PostPosted: Mon Oct 16, 2023 1:03 pm
by tigerpie
I would say 90% of people in this country want the indigenous recognized in the Constitution.
I certainly do.
But there just wasn't enough detail on the proposed changes.
Everyone having a go at albanese should be having a go at the mob that put this proposal together.
Sure he signs off on it but he put an awful lot of faith in a proposal that 60% of Australia couldn't sign off on.
Surely if the people who it's designed to help can't agree then it was doomed from the start.

Re: The Voice Referendum - Oct 2023

PostPosted: Mon Oct 16, 2023 1:19 pm
by Jimmy_041
tigerpie wrote:I would say 90% of people in this country want the indigenous recognized in the Constitution.
I certainly do.
But there just wasn't enough detail on the proposed changes.
Everyone having a go at albanese should be having a go at the mob that put this proposal together.
Sure he signs off on it but he put an awful lot of faith in a proposal that 60% of Australia couldn't sign off on.
Surely if the people who it's designed to help can't agree then it was doomed from the start.


You need to read the AFR article I'm about to post

Re: The Voice Referendum - Oct 2023

PostPosted: Mon Oct 16, 2023 1:22 pm
by MW
I think where it failed, was the need for a referendum to have a "Voice" in parliment that could have been done through legislation i.e. what SA are doing.

If they went to a referendum to "only" add recognition for first nations in the constitution, it wins easily.

Re: The Voice Referendum - Oct 2023

PostPosted: Mon Oct 16, 2023 1:33 pm
by Jimmy_041
The inside story of the Voice campaign

Indigenous leaders such as Megan Davis have been on the hustings for six years and are now facing the prospect of a heavy defeat on Saturday.

Michael Pelly
Legal editor
Oct 13, 2023 – 3.42pm


The official campaign for the referendum on the Voice may have lasted only six weeks, but Indigenous leaders such as Megan Davis have been on the hustings for six years.

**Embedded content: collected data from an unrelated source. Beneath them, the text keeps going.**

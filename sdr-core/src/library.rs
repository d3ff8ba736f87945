//! Knowledge library entries

use chrono::{DateTime, Utc};
use serde::{Deserialize, Serialize};

/// A saved insight in the knowledge library
#[derive(Debug, Clone, PartialEq, Serialize, Deserialize)]
#[serde(rename_all = "camelCase")]
pub struct LibraryEntry {
    pub id: String,
    pub title: String,
    pub content: String,
    pub category: String,
    pub tags: Vec<String>,
    pub date_added: DateTime<Utc>,
    pub user_id: Option<String>,
}

/// Body of an add-entry request; every field is checked before insertion
#[derive(Debug, Clone, Default, Serialize, Deserialize)]
#[serde(rename_all = "camelCase")]
pub struct NewLibraryEntry {
    pub title: Option<String>,
    pub content: Option<String>,
    pub category: Option<String>,
    pub tags: Option<Vec<String>>,
    #[serde(default)]
    pub user_id: Option<String>,
}
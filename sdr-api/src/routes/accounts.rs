//! Account listing endpoints

use axum::{
    extract::{Path, State},
    http::StatusCode,
    response::{IntoResponse, Json, Response},
    routing::get,
    Router,
};
use sdr_core::{Account, AccountKey, AccountSummary};
use tracing::debug;

use super::failure;
use crate::AppState;

/// `{id, name}` for every account (backend or mock)
async fn list_accounts(State(state): State<AppState>) -> Json<Vec<AccountSummary>> {
    let accounts = state.store.get_accounts().await;
    debug!("Returning {} account summaries", accounts.len());
    Json(accounts.iter().map(AccountSummary::from).collect())
}

/// Full account records
async fn account_details(State(state): State<AppState>) -> Json<Vec<Account>> {
    Json(state.store.get_accounts().await)
}

/// One account by its backend id
async fn get_account(State(state): State<AppState>, Path(id): Path<String>) -> Response {
    match state.store.get_account_by_id(&id).await {
        Some(account) => Json(account).into_response(),
        None => failure(StatusCode::NOT_FOUND, format!("Account '{}' not found", id)),
    }
}

/// Research previously saved for an account id
async fn saved_research(State(state): State<AppState>, Path(id): Path<String>) -> Response {
    match state.store.get_research(&AccountKey::Id(id.trim().to_string())).await {
        Some(record) => Json(record).into_response(),
        None => failure(
            StatusCode::NOT_FOUND,
            format!("No saved research for account '{}'", id),
        ),
    }
}

pub fn routes() -> Router<AppState> {
    Router::new()
        .route("/accounts", get(list_accounts))
        .route("/accounts/list", get(list_accounts))
        .route("/accounts/details", get(account_details))
        .route("/accounts/{id}", get(get_account))
        .route("/accounts/{id}/research", get(saved_research))
}

#[cfg(test)]
mod tests {
    use axum::http::StatusCode;

    use crate::routes::test_support::{get, test_app};

    #[tokio::test]
    async fn test_accounts_fall_back_to_mock_list() {
        for uri in ["/api/accounts", "/api/accounts/list"] {
            let (status, body) = get(test_app(), uri).await;
            assert_eq!(status, StatusCode::OK);

            let accounts = body.as_array().unwrap();
            assert_eq!(accounts.len(), 5);
            assert_eq!(accounts[0]["id"], "mock1");
            assert_eq!(accounts[0]["name"], "Acme Corporation");
            assert!(accounts[0].get("industry").is_none());
        }
    }

    #[tokio::test]
    async fn test_account_details_include_profile() {
        let (status, body) = get(test_app(), "/api/accounts/details").await;
        assert_eq!(status, StatusCode::OK);
        assert_eq!(body[1]["name"], "TechGiant Inc");
        assert_eq!(body[1]["location"], "Seattle, WA");
        assert_eq!(body[1]["employees"], 10000);
    }

    #[tokio::test]
    async fn test_get_account_by_id() {
        let (status, body) = get(test_app(), "/api/accounts/mock3").await;
        assert_eq!(status, StatusCode::OK);
        assert_eq!(body["name"], "Global Financial");

        let (status, body) = get(test_app(), "/api/accounts/nope").await;
        assert_eq!(status, StatusCode::NOT_FOUND);
        assert_eq!(body["success"], false);
    }

    #[tokio::test]
    async fn test_saved_research_without_storage_is_not_found() {
        let (status, body) = get(test_app(), "/api/accounts/mock1/research").await;
        assert_eq!(status, StatusCode::NOT_FOUND);
        assert!(body["message"].as_str().unwrap().contains("mock1"));
    }
}
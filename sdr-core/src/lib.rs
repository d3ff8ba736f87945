//! Core types for the SDR Research Assistant
//!
//! This crate defines the shared data structures used across the assistant,
//! including accounts, research records, library entries, configuration and
//! the common error type.

pub mod account;
pub mod config;
pub mod error;
pub mod library;
pub mod research;

pub use account::{Account, AccountKey, AccountSummary};
pub use config::{AirtableConfig, AppConfig, ProviderConfig, SupabaseConfig};
pub use error::{SdrError, SdrResult};
pub use library::{LibraryEntry, NewLibraryEntry};
pub use research::{ResearchRecord, ResearchResult, SaveOutcome, SaveResearchRequest};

Since Professor Davis read out the Uluru Statement from the Heart for the first time on May 26, 2017, after a decade working on recognition, she has been arguing the case for the advisory body to be embedded in the Constitution.

The polls say the Yes camp is headed for defeat. Davis won’t speak to that, but the hurt is evident as she reflects on the course of the debate since the prime minister announced in July 2022 that there would be a referendum.

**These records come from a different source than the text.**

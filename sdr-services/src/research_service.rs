//! Research orchestration
//!
//! Runs account lookup, insight generation and talk-track synthesis in
//! sequence, substituting local fallbacks for any provider that is missing or
//! failed, so a generation request always produces a complete result.

use std::sync::Arc;

use sdr_core::{ResearchResult, SaveOutcome, SaveResearchRequest};
use sdr_research::prompts::fallback_talk_track;
use sdr_research::{InsightProvider, Insights, SynthesisProvider};
use tracing::{debug, info, instrument, warn};

use crate::storage::AccountStore;

pub struct ResearchService {
    store: Arc<AccountStore>,
    insight_provider: Arc<dyn InsightProvider>,
    synthesis_provider: Arc<dyn SynthesisProvider>,
}

impl ResearchService {
    pub fn new(
        store: Arc<AccountStore>,
        insight_provider: Arc<dyn InsightProvider>,
        synthesis_provider: Arc<dyn SynthesisProvider>,
    ) -> Self {
        Self {
            store,
            insight_provider,
            synthesis_provider,
        }
    }

    /// Generate insights and a talk track for an account
    #[instrument(skip(self))]
    pub async fn generate_research(&self, account_name: &str) -> ResearchResult {
        let account_name = account_name.trim();

        // Unknown accounts are still researched by name
        match self.store.get_account_by_name(account_name).await {
            Some(account) => debug!("Researching known account {} ({})", account.name, account.id),
            None => info!("Account '{}' not found in store, researching by name", account_name),
        }

        let mut insights = self.insight_provider.generate_insights(account_name).await;
        if insights.is_empty() {
            warn!("No insights for {}, using placeholders", account_name);
            insights = Insights::placeholder(account_name);
        }

        let talk_track = match self
            .synthesis_provider
            .generate_talk_track(account_name, &insights)
            .await
        {
            Some(talk_track) => talk_track,
            None => {
                info!("Using fallback talk track for {}", account_name);
                fallback_talk_track(account_name)
            }
        };

        ResearchResult {
            success: true,
            industry_insights: insights.industry,
            company_insights: insights.company,
            vision_insights: insights.vision,
            recommended_talk_track: talk_track,
        }
    }

    /// Persist reviewed research; `user_id` overrides any `createdBy` in the body
    #[instrument(skip(self, request))]
    pub async fn save_research(
        &self,
        request: SaveResearchRequest,
        user_id: Option<String>,
    ) -> SaveOutcome {
        if let Some(field) = request.missing_field() {
            return SaveOutcome::failed(format!("Field '{}' is required", field));
        }

        let record = request.into_record(user_id);
        self.store.save_research(record).await
    }
}

#[cfg(test)]
mod tests {
    use super::*;
    use async_trait::async_trait;
    use sdr_core::ProviderConfig;
    use sdr_research::{OpenAIClient, PerplexityClient};
    use std::sync::atomic::{AtomicUsize, Ordering};

    struct FixedInsights(Insights);

    #[async_trait]
    impl InsightProvider for FixedInsights {
        async fn generate_insights(&self, _company_name: &str) -> Insights {
            self.0.clone()
        }
    }

    /// Echoes the industry section so tests can see what synthesis received
    #[derive(Default)]
    struct EchoSynthesis {
        calls: AtomicUsize,
    }

    #[async_trait]
    impl SynthesisProvider for EchoSynthesis {
        async fn generate_talk_track(&self, company_name: &str, insights: &Insights) -> Option<String> {
            self.calls.fetch_add(1, Ordering::SeqCst);
            Some(format!("Track for {}: {}", company_name, insights.industry))
        }
    }

    struct NoSynthesis;

    #[async_trait]
    impl SynthesisProvider for NoSynthesis {
        async fn generate_talk_track(&self, _company_name: &str, _insights: &Insights) -> Option<String> {
            None
        }
    }

    fn unconfigured(api_base: &str, model: &str) -> ProviderConfig {
        ProviderConfig {
            api_key: None,
            api_base: api_base.to_string(),
            model: model.to_string(),
        }
    }

    fn sample_insights() -> Insights {
        Insights {
            industry: "## Industry Insights\nGPU demand".to_string(),
            company: "## Company Information\nData center growth".to_string(),
            vision: "## Forward-Thinking Vision\nAI tooling".to_string(),
        }
    }

    #[tokio::test]
    async fn test_unconfigured_providers_yield_complete_fallback() {
        let service = ResearchService::new(
            Arc::new(AccountStore::new(None)),
            Arc::new(PerplexityClient::new(&unconfigured("https://api.perplexity.ai", "sonar"))),
            Arc::new(OpenAIClient::new(&unconfigured("https://api.openai.com/v1", "gpt-3.5-turbo"))),
        );

        let result = service.generate_research("NVIDIA").await;

        assert!(result.success);
        for text in [
            &result.industry_insights,
            &result.company_insights,
            &result.vision_insights,
            &result.recommended_talk_track,
        ] {
            assert!(text.contains("NVIDIA"), "missing company name in {:?}", text);
        }
        assert!(result.industry_insights.starts_with("## Industry Insights"));
        assert!(result
            .recommended_talk_track
            .starts_with("# Personalized Talk Track for NVIDIA"));
    }

    #[tokio::test]
    async fn test_provider_output_passes_through() {
        let synthesis = Arc::new(EchoSynthesis::default());
        let service = ResearchService::new(
            Arc::new(AccountStore::new(None)),
            Arc::new(FixedInsights(sample_insights())),
            synthesis.clone(),
        );

        let result = service.generate_research("  Acme Corporation ").await;

        assert!(result.success);
        assert_eq!(result.company_insights, "## Company Information\nData center growth");
        assert_eq!(
            result.recommended_talk_track,
            "Track for Acme Corporation: ## Industry Insights\nGPU demand"
        );
        assert_eq!(synthesis.calls.load(Ordering::SeqCst), 1);
    }

    #[tokio::test]
    async fn test_empty_insights_replaced_before_synthesis() {
        let synthesis = Arc::new(EchoSynthesis::default());
        let service = ResearchService::new(
            Arc::new(AccountStore::new(None)),
            Arc::new(FixedInsights(Insights::empty())),
            synthesis.clone(),
        );

        let result = service.generate_research("Unlisted Co").await;

        assert!(result.industry_insights.contains("Unlisted Co"));
        assert!(result.recommended_talk_track.contains("would appear here"));
    }

    #[tokio::test]
    async fn test_missing_synthesis_uses_fallback_track() {
        let service = ResearchService::new(
            Arc::new(AccountStore::new(None)),
            Arc::new(FixedInsights(sample_insights())),
            Arc::new(NoSynthesis),
        );

        let result = service.generate_research("Acme Corporation").await;
        assert_eq!(result.recommended_talk_track, fallback_talk_track("Acme Corporation"));
        assert_eq!(result.vision_insights, "## Forward-Thinking Vision\nAI tooling");
    }

    #[tokio::test]
    async fn test_save_requires_every_field() {
        let service = ResearchService::new(
            Arc::new(AccountStore::new(None)),
            Arc::new(FixedInsights(Insights::empty())),
            Arc::new(NoSynthesis),
        );

        let request = SaveResearchRequest {
            account_id: Some("mock1".into()),
            account_name: Some("Acme Corporation".into()),
            ..Default::default()
        };
        let outcome = service.save_research(request, None).await;
        assert_eq!(outcome, SaveOutcome::failed("Field 'industryInsights' is required"));
    }

    #[tokio::test]
    async fn test_save_without_storage_reports_not_configured() {
        let service = ResearchService::new(
            Arc::new(AccountStore::new(None)),
            Arc::new(FixedInsights(Insights::empty())),
            Arc::new(NoSynthesis),
        );

        let request = SaveResearchRequest {
            account_id: Some("mock1".into()),
            account_name: Some("Acme Corporation".into()),
            industry_insights: Some("I".into()),
            company_insights: Some("C".into()),
            vision_insights: Some("V".into()),
            recommended_talk_track: Some("T".into()),
            created_by: None,
        };
        let outcome = service.save_research(request, Some("user1".into())).await;
        assert!(!outcome.success);
        assert!(outcome.message.contains("not configured"));
    }
}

“I can’t believe that something people thought about so carefully has been belittled and diminished as bad faith,” Davis said this week.

Davis said she had watched incredulously – and helplessly – as a project embraced by Indigenous elders after 18 months of consultation around Australia came to be branded divisive.

“We led those people through that process. They were ordinary people with beating hearts, minds and courage. They were people in communities that had suffered greatly. Men and women who had grown up in the protection era.”

She concedes the No campaign got the jump over the summer months and was able to frame the debate for the rest of the campaign.

“Everyone [in the Yes camp] went on holidays. It was not the best decision because that was when the silliness kicked in.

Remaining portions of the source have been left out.